> **Given information**:
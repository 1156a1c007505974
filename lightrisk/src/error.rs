//! Top-level analysis errors.

use crate::config::ConfigFileError;
use crate::ingest::IngestError;

/// Errors that stop an analysis run.
///
/// Degenerate inputs (an empty exposed subset, a missing street layer) are
/// not errors; they are absorbed by the sweep so every threshold still
/// produces a row.
#[derive(Debug, thiserror::Error)]
pub enum AnalysisError {
    /// Every habitat layer was missing or empty.
    #[error("No habitat data loaded: at least one habitat layer is required")]
    NoHabitatData,

    /// Required input could not be read.
    #[error("Failed to load input data: {0}")]
    Ingest(#[from] IngestError),

    /// Configuration file could not be loaded.
    #[error("Configuration error: {0}")]
    Config(#[from] ConfigFileError),

    /// Sweep parameters are unusable.
    #[error("Invalid analysis configuration: {0}")]
    InvalidConfig(String),
}
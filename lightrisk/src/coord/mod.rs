//! Coordinate module
//!
//! Geographic points, the study-area bounding box, and the planar
//! degree-to-meter approximation used for every proximity test.
//!
//! Distances are computed as straight-line differences in degrees and then
//! scaled by a constant [`METERS_PER_DEGREE`]. This is only accurate near the
//! latitude of the study area (around 48°N); it is not a geodesic distance.

mod types;

pub use types::{BoundingBox, CoordError, GeoPoint, MAX_LAT, MAX_LON, MIN_LAT, MIN_LON};

/// Meters per degree used to convert planar degree distances.
pub const METERS_PER_DEGREE: f64 = 111_139.0;

/// Default study area: lat 48.12..=48.33, lon 16.18..=16.58.
pub const STUDY_AREA: BoundingBox = BoundingBox {
    min_lat: 48.12,
    max_lat: 48.33,
    min_lon: 16.18,
    max_lon: 16.58,
};

/// Converts a planar degree distance to meters.
///
/// Infinite input (no match) stays infinite.
#[inline]
pub fn degrees_to_meters(degrees: f64) -> f64 {
    degrees * METERS_PER_DEGREE
}

/// Converts meters to a planar degree distance.
#[inline]
pub fn meters_to_degrees(meters: f64) -> f64 {
    meters / METERS_PER_DEGREE
}
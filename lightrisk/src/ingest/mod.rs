//! Input loading.
//!
//! Turns the raw exports into the point clouds and records consumed by the
//! analysis:
//!
//! | Input | Format | Missing file |
//! |-------|--------|--------------|
//! | habitat layers, residential streets | `,` or `;` separated, `SHAPE` column | layer omitted |
//! | acoustic / silent lights | `,` or `;` separated, `SHAPE` column | empty light set |
//! | animal mortality | tab separated, `decimalLatitude` / `decimalLongitude` | error |

mod loader;
mod shape;
mod table;

use std::path::PathBuf;

pub use loader::{
    load_animals, load_lights, load_shape_cloud, Dataset, LATITUDE_COLUMN, LONGITUDE_COLUMN,
    SHAPE_COLUMN,
};
pub use shape::{shape_location, shape_points};
pub use table::{read_table, read_table_with_fallback, Table};

/// Errors raised while reading input files.
#[derive(Debug, thiserror::Error)]
pub enum IngestError {
    #[error("Input file not found: {}", .0.display())]
    NotFound(PathBuf),

    #[error("Failed to read {}: {source}", path.display())]
    Io {
        path: PathBuf,
        #[source]
        source: std::io::Error,
    },

    #[error("{}: missing required column '{column}'", path.display())]
    MissingColumn { path: PathBuf, column: String },
}
//! INI serialization logic for converting `ConfigFile` → INI string.
//!
//! This module contains the `to_config_string()` function that produces
//! the commented INI representation written to `config.ini`.

use std::path::Path;

use super::settings::ConfigFile;

/// Convert a `ConfigFile` to a commented INI string for saving.
pub(super) fn to_config_string(config: &ConfigFile) -> String {
    let thresholds = config
        .analysis
        .thresholds
        .iter()
        .map(|t| t.to_string())
        .collect::<Vec<_>>()
        .join(", ");
    let parallel = if config.analysis.parallel {
        "true"
    } else {
        "false"
    };

    format!(
        r#"[data]
; Directory holding the input files. File names below are relative to it.
directory = {}
; Habitat layers (comma or semicolon separated, geometry in a SHAPE column).
; Missing layers are skipped, but at least one must be present.
nature = {}
water = {}
greenbelt1 = {}
greenbelt2 = {}
; Residential ("quiet") streets. Optional.
residential = {}
; Light fixtures with and without acoustic deterrent.
lights_acoustic = {}
lights_silent = {}
; Animal mortality records (tab separated, decimalLatitude/decimalLongitude).
roadkill = {}

[analysis]
; Habitat distance thresholds in meters, reported in this order.
thresholds = {}
; Radius in meters for associating a death with its nearest exposed light.
check_distance = {}
; Fixed quiet-street buffer in meters (not swept).
street_buffer = {}
; p-value below which a row is marked significant.
significance = {}
; Evaluate thresholds in parallel (results keep the order above).
parallel = {}

[study_area]
; Mortality records outside this box are ignored (decimal degrees, inclusive).
min_lat = {}
max_lat = {}
min_lon = {}
max_lon = {}

[logging]
; Log file, cleared at the start of every run.
file = {}
"#,
        path_to_string(&config.data.directory),
        config.data.nature,
        config.data.water,
        config.data.greenbelt1,
        config.data.greenbelt2,
        config.data.residential,
        config.data.lights_acoustic,
        config.data.lights_silent,
        config.data.roadkill,
        thresholds,
        config.analysis.check_distance,
        config.analysis.street_buffer,
        config.analysis.significance,
        parallel,
        config.study_area.min_lat,
        config.study_area.max_lat,
        config.study_area.min_lon,
        config.study_area.max_lon,
        path_to_string(&config.logging.file),
    )
}

fn path_to_string(path: &Path) -> String {
    if let Some(home) = dirs::home_dir() {
        if let Ok(stripped) = path.strip_prefix(&home) {
            return format!("~/{}", stripped.display());
        }
    }
    path.display().to_string()
}

#[cfg(test)]
mod tests {
    use super::*;

    #[test]
    fn test_default_config_string_has_all_sections() {
        let content = to_config_string(&ConfigFile::default());
        for section in ["[data]", "[analysis]", "[study_area]", "[logging]"] {
            assert!(content.contains(section), "missing {}", section);
        }
        assert!(content.contains("thresholds = 250, 200, 150, 100, 50"));
        assert!(content.contains("check_distance = 50"));
        assert!(content.contains("min_lat = 48.12"));
    }

    #[test]
    fn test_written_config_parses_back() {
        let ini = ini::Ini::load_from_str(&to_config_string(&ConfigFile::default())).unwrap();
        let parsed = super::super::parser::parse_ini(&ini).unwrap();
        assert_eq!(parsed.analysis, ConfigFile::default().analysis);
        assert_eq!(parsed.study_area, ConfigFile::default().study_area);
        assert_eq!(parsed.data.roadkill, "roadkill.csv");
    }
}
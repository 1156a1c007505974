//! Default values and constants for all configuration settings.

use std::path::PathBuf;

use super::settings::*;
use crate::coord::STUDY_AREA;
use crate::sweep::{
    DEFAULT_CHECK_DISTANCE_M, DEFAULT_SIGNIFICANCE_LEVEL, DEFAULT_STREET_BUFFER_M,
    DEFAULT_THRESHOLDS_M,
};

pub const DEFAULT_NATURE_FILE: &str = "nature.csv";
pub const DEFAULT_WATER_FILE: &str = "water.csv";
pub const DEFAULT_GREENBELT1_FILE: &str = "greenbelt1.csv";
pub const DEFAULT_GREENBELT2_FILE: &str = "greenbelt2.csv";
pub const DEFAULT_RESIDENTIAL_FILE: &str = "residential.csv";
pub const DEFAULT_LIGHTS_ACOUSTIC_FILE: &str = "lights_acoustic.csv";
pub const DEFAULT_LIGHTS_SILENT_FILE: &str = "lights_silent.csv";
pub const DEFAULT_ROADKILL_FILE: &str = "roadkill.csv";

/// Default log file name inside the config directory.
pub const DEFAULT_LOG_FILE: &str = "lightrisk.log";

impl Default for ConfigFile {
    fn default() -> Self {
        let config_dir = super::file::config_directory();

        Self {
            data: DataSettings {
                directory: PathBuf::from("."),
                nature: DEFAULT_NATURE_FILE.to_string(),
                water: DEFAULT_WATER_FILE.to_string(),
                greenbelt1: DEFAULT_GREENBELT1_FILE.to_string(),
                greenbelt2: DEFAULT_GREENBELT2_FILE.to_string(),
                residential: DEFAULT_RESIDENTIAL_FILE.to_string(),
                lights_acoustic: DEFAULT_LIGHTS_ACOUSTIC_FILE.to_string(),
                lights_silent: DEFAULT_LIGHTS_SILENT_FILE.to_string(),
                roadkill: DEFAULT_ROADKILL_FILE.to_string(),
            },
            analysis: AnalysisSettings {
                thresholds: DEFAULT_THRESHOLDS_M.to_vec(),
                check_distance: DEFAULT_CHECK_DISTANCE_M,
                street_buffer: DEFAULT_STREET_BUFFER_M,
                significance: DEFAULT_SIGNIFICANCE_LEVEL,
                parallel: false,
            },
            study_area: StudyAreaSettings {
                min_lat: STUDY_AREA.min_lat,
                max_lat: STUDY_AREA.max_lat,
                min_lon: STUDY_AREA.min_lon,
                max_lon: STUDY_AREA.max_lon,
            },
            logging: LoggingSettings {
                file: config_dir.join(DEFAULT_LOG_FILE),
            },
        }
    }
}
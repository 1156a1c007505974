//! LightRisk CLI - Command-line interface
//!
//! Runs the light-type sensitivity analysis and manages the
//! configuration file at ~/.lightrisk/config.ini.

mod commands;
mod error;
mod runner;

use clap::{Parser, Subcommand};

use commands::config::ConfigCommands;
use commands::run::RunArgs;

#[derive(Parser)]
#[command(name = "lightrisk")]
#[command(version = lightrisk::VERSION)]
#[command(about = "Street light type vs. wildlife mortality sensitivity analysis", long_about = None)]
struct Cli {
    #[command(subcommand)]
    command: Commands,
}

#[derive(Subcommand)]
enum Commands {
    /// Run the sensitivity sweep and print the results table
    Run(RunArgs),

    /// Manage the configuration file
    Config {
        #[command(subcommand)]
        command: ConfigCommands,
    },
}

fn main() {
    let cli = Cli::parse();

    let result = match cli.command {
        Commands::Run(args) => commands::run::run(args),
        Commands::Config { command } => commands::config::run(command),
    };

    if let Err(e) = result {
        e.exit();
    }
}
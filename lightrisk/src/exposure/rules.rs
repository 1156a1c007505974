//! Exposure rules.
//!
//! A rule answers "is this location exposed?" for a batch of locations. The
//! classifier OR-s any number of rules together, so new proximity conditions
//! can be added without touching the classifier.

use crate::coord::GeoPoint;
use crate::spatial::{HabitatIndex, StreetIndex};

/// A single, independent exposure condition.
pub trait ExposureRule: Send + Sync {
    /// Short name used in logs.
    fn name(&self) -> &str;

    /// One flag per location, in input order.
    fn evaluate(&self, locations: &[GeoPoint]) -> Vec<bool>;
}

/// Exposed when the nearest habitat point is strictly closer than the threshold.
pub struct HabitatProximity<'a> {
    index: &'a HabitatIndex,
    threshold_m: f64,
}

impl<'a> HabitatProximity<'a> {
    pub fn new(index: &'a HabitatIndex, threshold_m: f64) -> Self {
        Self { index, threshold_m }
    }

    pub fn threshold_m(&self) -> f64 {
        self.threshold_m
    }
}

impl ExposureRule for HabitatProximity<'_> {
    fn name(&self) -> &str {
        "habitat"
    }

    fn evaluate(&self, locations: &[GeoPoint]) -> Vec<bool> {
        self.index
            .distances_m(locations)
            .into_iter()
            .map(|d| d < self.threshold_m)
            .collect()
    }
}

/// Exposed when the nearest quiet-street point is strictly closer than the buffer.
pub struct StreetProximity<'a> {
    index: &'a StreetIndex,
    buffer_m: f64,
}

impl<'a> StreetProximity<'a> {
    pub fn new(index: &'a StreetIndex, buffer_m: f64) -> Self {
        Self { index, buffer_m }
    }
}

impl ExposureRule for StreetProximity<'_> {
    fn name(&self) -> &str {
        "quiet_street"
    }

    fn evaluate(&self, locations: &[GeoPoint]) -> Vec<bool> {
        self.index
            .distances_m(locations)
            .into_iter()
            .map(|d| d < self.buffer_m)
            .collect()
    }
}

/// Logical OR of exposure rules.
///
/// An empty rule set marks nothing as exposed.
#[derive(Default)]
pub struct ExposureRuleSet<'a> {
    rules: Vec<Box<dyn ExposureRule + 'a>>,
}

impl<'a> ExposureRuleSet<'a> {
    pub fn new() -> Self {
        Self { rules: Vec::new() }
    }

    /// Add a rule.
    pub fn push(&mut self, rule: impl ExposureRule + 'a) {
        self.rules.push(Box::new(rule));
    }

    /// Builder-style [`push`](Self::push).
    pub fn with(mut self, rule: impl ExposureRule + 'a) -> Self {
        self.push(rule);
        self
    }

    pub fn len(&self) -> usize {
        self.rules.len()
    }

    pub fn is_empty(&self) -> bool {
        self.rules.is_empty()
    }

    /// Names of the rules, in evaluation order.
    pub fn names(&self) -> Vec<&str> {
        self.rules.iter().map(|r| r.name()).collect()
    }

    /// Exposure mask: true where at least one rule fires.
    pub fn mask(&self, locations: &[GeoPoint]) -> Vec<bool> {
        let mut keep = vec![false; locations.len()];
        for rule in &self.rules {
            for (slot, hit) in keep.iter_mut().zip(rule.evaluate(locations)) {
                *slot |= hit;
            }
        }
        keep
    }
}

#[cfg(test)]
mod tests {
    use super::*;
    use crate::spatial::{HabitatCategory, HabitatLayers};

    struct Fixed(Vec<bool>);

    impl ExposureRule for Fixed {
        fn name(&self) -> &str {
            "fixed"
        }

        fn evaluate(&self, _locations: &[GeoPoint]) -> Vec<bool> {
            self.0.clone()
        }
    }

    fn habitat_at(lat: f64, lon: f64) -> HabitatIndex {
        let layers =
            HabitatLayers::new().with(HabitatCategory::NatureReserve, vec![GeoPoint::new(lat, lon)]);
        HabitatIndex::build(&layers).unwrap()
    }

    #[test]
    fn test_empty_rule_set_exposes_nothing() {
        let rules = ExposureRuleSet::new();
        assert_eq!(rules.mask(&[GeoPoint::new(48.2, 16.3)]), vec![false]);
    }

    #[test]
    fn test_rules_are_or_combined() {
        let rules = ExposureRuleSet::new()
            .with(Fixed(vec![true, false, false]))
            .with(Fixed(vec![false, false, true]));
        let locations = [GeoPoint::new(0.0, 0.0); 3];
        assert_eq!(rules.mask(&locations), vec![true, false, true]);
        assert_eq!(rules.names(), vec!["fixed", "fixed"]);
    }

    #[test]
    fn test_habitat_rule_is_strict() {
        let index = habitat_at(48.2, 16.3);
        let light = GeoPoint::new(48.201, 16.3);
        let distance = index.distances_m(&[light])[0];

        let at_distance = HabitatProximity::new(&index, distance);
        assert_eq!(at_distance.evaluate(&[light]), vec![false]);

        let just_above = HabitatProximity::new(&index, distance + 1e-6);
        assert_eq!(just_above.evaluate(&[light]), vec![true]);
    }

    #[test]
    fn test_street_rule_uses_buffer() {
        let streets = StreetIndex::build(&[GeoPoint::new(48.25, 16.35)]).unwrap();
        let rule = StreetProximity::new(&streets, 50.0);
        // ~11 m and ~111 m away
        let near = GeoPoint::new(48.2501, 16.35);
        let far = GeoPoint::new(48.251, 16.35);
        assert_eq!(rule.evaluate(&[near, far]), vec![true, false]);
    }
}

> **Task directions**: Filter the records above for the string "RunArgs" and copy each matching line.

> **Solution below**:
use commands::run::RunArgs;
    Run(RunArgs),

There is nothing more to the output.